Bots on major social media platforms have been hyping up GameStop and other “meme” stocks, according to an analysis by Massachusetts-based cybersecurity company PiiQ Media, suggesting organized economic or foreign actors may have played a role in the Reddit-driven trading frenzy.
A startup that focuses on social media risks, PiiQ said it examined patterns of keywords such as “Hold the Line” and GameStop’s stock symbol, “GME” across conversations and profiles prior to the Jan. 28 frenzy, through Feb. 18. For comparison, it also assessed posts on an unrelated set of stocks.
PiiQ said that it identified very similar daily “start and stop patterns” in the GameStop-related posts, with activity starting at the beginning of the trading day, followed by a large spike at the end of the trading day. Such patterns are indicative of bots, said Aaron Barr, co-founder and chief technology officer of PiiQ.
“We saw clear patterns of artificial behavior across the other four social media platforms. When you think of organic content, it’s variable in the day, variable day-to-day. It doesn’t have the exact same pattern every day for a month,” he said.
Based on its authenticity scoring system, PiiQ estimates there are tens of thousands of bot accounts hyping GameStop, the meme stocks, and Dogecoin, a cryptocurrency swept up in the frenzy. Thousands of fake accounts can be purchased for as little as $200, it said.

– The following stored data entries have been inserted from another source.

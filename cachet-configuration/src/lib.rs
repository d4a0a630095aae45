//! Configuration support for cachet.
//!
//! Describes named stores in YAML (or any serde format), resolves driver
//! names through [`DriverFactory`] implementations and hands out memoized
//! [`Store`](cachet::Store)s through the [`Cache`] facade.
//!
//! Drivers for external services are enabled with cargo features (`sql`,
//! `redis`, `memcached`) and registered as factories holding an already
//! connected handle. Asking for one whose feature is off, or whose factory
//! was never registered, fails with [`ConfigError::BackendNotAvailable`].

mod cache;
pub mod config;
pub mod error;
pub mod factory;
mod store_factory;

pub use cache::{Cache, CacheBuilder};
pub use config::{CacheConfig, DEFAULT_STORE, StoreConfig, StoreOptions, TtlConfig};
pub use error::ConfigError;
pub use factory::{BuiltInDriverFactory, ChainDriverFactory, DriverFactory};
#[cfg(feature = "memcached")]
pub use factory::MemcachedDriverFactory;
#[cfg(feature = "redis")]
pub use factory::RedisDriverFactory;
#[cfg(feature = "sql")]
pub use factory::SqlDriverFactory;
pub use store_factory::{CacheStoreFactory, CacheStoreFactoryBuilder};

The company did not analyze Reddit data, but Barr said he would expect to see a similar pattern of activity on Reddit, indicating bot-like or coordinated management of conversations.
A representative for Reddit did not comment beyond Huffman’s testimony. Representatives for YouTube, Facebook and its Instagram subsidiary did not respond to requests for comment. The social media platforms generally try to weed out harmful bots, said Barr.

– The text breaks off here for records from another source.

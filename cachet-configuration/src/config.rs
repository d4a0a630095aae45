//! Serializable configuration of named stores.

use std::{path::PathBuf, time::Duration};

use cachet::{Ttl, ValueFormat};
use indexmap::IndexMap;
use serde::{Deserialize, Serialize};

use crate::error::ConfigError;

/// Name of the store used when none is given.
pub const DEFAULT_STORE: &str = "default";

fn default_store_name() -> String {
    DEFAULT_STORE.to_owned()
}

fn default_driver() -> String {
    "memory".to_owned()
}

/// Top-level cache configuration.
///
/// ```yaml
/// default: app
/// stores:
///   app:
///     driver: chain
///     namespace: app
///     default_ttl: 10m
///     options:
///       stores: [memory, file]
/// ```
#[derive(Debug, Clone, Deserialize, Serialize, PartialEq)]
pub struct CacheConfig {
    /// Store used by the shortcuts on [`Cache`](crate::Cache).
    #[serde(default = "default_store_name")]
    pub default: String,
    /// Named stores, in declaration order.
    #[serde(default)]
    pub stores: IndexMap<String, StoreConfig>,
}

impl Default for CacheConfig {
    fn default() -> Self {
        Self {
            default: default_store_name(),
            stores: IndexMap::new(),
        }
    }
}

impl CacheConfig {
    /// Parses a YAML document.
    pub fn from_yaml(yaml: &str) -> Result<Self, ConfigError> {
        serde_saphyr::from_str(yaml).map_err(|error| ConfigError::Parse(error.to_string()))
    }

    /// Adds a memory-backed `default` store unless one is configured.
    pub fn with_default_store(mut self) -> Self {
        self.stores
            .entry(DEFAULT_STORE.to_owned())
            .or_insert_with(|| StoreConfig::for_driver("memory"));
        self
    }
}

/// Configuration of one named store.
#[derive(Debug, Clone, Deserialize, Serialize, PartialEq)]
pub struct StoreConfig {
    /// Driver name, resolved through the registered driver factories.
    #[serde(default = "default_driver")]
    pub driver: String,
    /// Key prefix. Empty means none.
    #[serde(default)]
    pub namespace: String,
    /// TTL for writes that don't pass one.
    #[serde(default, skip_serializing_if = "Option::is_none")]
    pub default_ttl: Option<TtlConfig>,
    /// How values are serialized.
    #[serde(default)]
    pub format: ValueFormat,
    /// Driver specific options.
    #[serde(default)]
    pub options: StoreOptions,
}

impl StoreConfig {
    /// A store using `driver` with every other setting left at its default.
    pub fn for_driver(driver: impl Into<String>) -> Self {
        Self {
            driver: driver.into(),
            namespace: String::new(),
            default_ttl: None,
            format: ValueFormat::default(),
            options: StoreOptions::default(),
        }
    }

    /// The default TTL as the store understands it.
    pub fn ttl(&self) -> Option<Ttl> {
        self.default_ttl.map(Ttl::from)
    }
}

/// A TTL written either as whole seconds or as a humantime string.
///
/// ```yaml
/// default_ttl: 300
/// default_ttl: 5m
/// default_ttl: 1h 30m
/// ```
#[derive(Debug, Clone, Copy, Deserialize, Serialize, PartialEq, Eq)]
#[serde(untagged)]
pub enum TtlConfig {
    /// Plain seconds.
    Seconds(u64),
    /// Human readable duration.
    Human(#[serde(with = "humantime_serde")] Duration),
}

impl From<TtlConfig> for Ttl {
    fn from(ttl: TtlConfig) -> Self {
        match ttl {
            TtlConfig::Seconds(seconds) => Ttl::Seconds(seconds),
            TtlConfig::Human(duration) => Ttl::from(duration),
        }
    }
}

/// Options understood by the built-in driver factories.
///
/// Every field is optional; factories fall back to their own defaults.
#[derive(Debug, Clone, Default, Deserialize, Serialize, PartialEq, Eq)]
pub struct StoreOptions {
    /// Cache directory of the `file` driver.
    #[serde(default, skip_serializing_if = "Option::is_none")]
    pub directory: Option<PathBuf>,
    /// Table of the `sql` driver.
    #[serde(default, skip_serializing_if = "Option::is_none")]
    pub table: Option<String>,
    /// Key column of the `sql` driver.
    #[serde(default, skip_serializing_if = "Option::is_none")]
    pub key_column: Option<String>,
    /// Value column of the `sql` driver.
    #[serde(default, skip_serializing_if = "Option::is_none")]
    pub value_column: Option<String>,
    /// Expiry column of the `sql` driver.
    #[serde(default, skip_serializing_if = "Option::is_none")]
    pub expiry_column: Option<String>,
    /// Creation time column of the `sql` driver.
    #[serde(default, skip_serializing_if = "Option::is_none")]
    pub created_column: Option<String>,
    /// Whether the `sql` driver creates its table.
    #[serde(default, skip_serializing_if = "Option::is_none")]
    pub auto_create_table: Option<bool>,
    /// SQL dialect the connection is expected to speak.
    #[serde(default, skip_serializing_if = "Option::is_none")]
    pub dialect: Option<String>,
    /// Tier driver names of the `chain` driver, closest first.
    #[serde(default, skip_serializing_if = "Vec::is_empty")]
    pub stores: Vec<String>,
    /// Label for logs and chain tier paths.
    #[serde(default, skip_serializing_if = "Option::is_none")]
    pub label: Option<String>,
}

A spokesperson for Twitter said that “bots” had become a catch-all term that can often mischaracterize the nature of the account. The company notes bots can be used on its platform for creative or innovative purposes.
In addition to traders, organized criminals may use social media to stoke asset prices, and undermining the integrity of U.S. markets is a known goal of hostile state actors, said Barr. But it is unclear how successful, if at all, these types of influence efforts are, he said.
“Measuring the effect of those campaigns is often illusive.”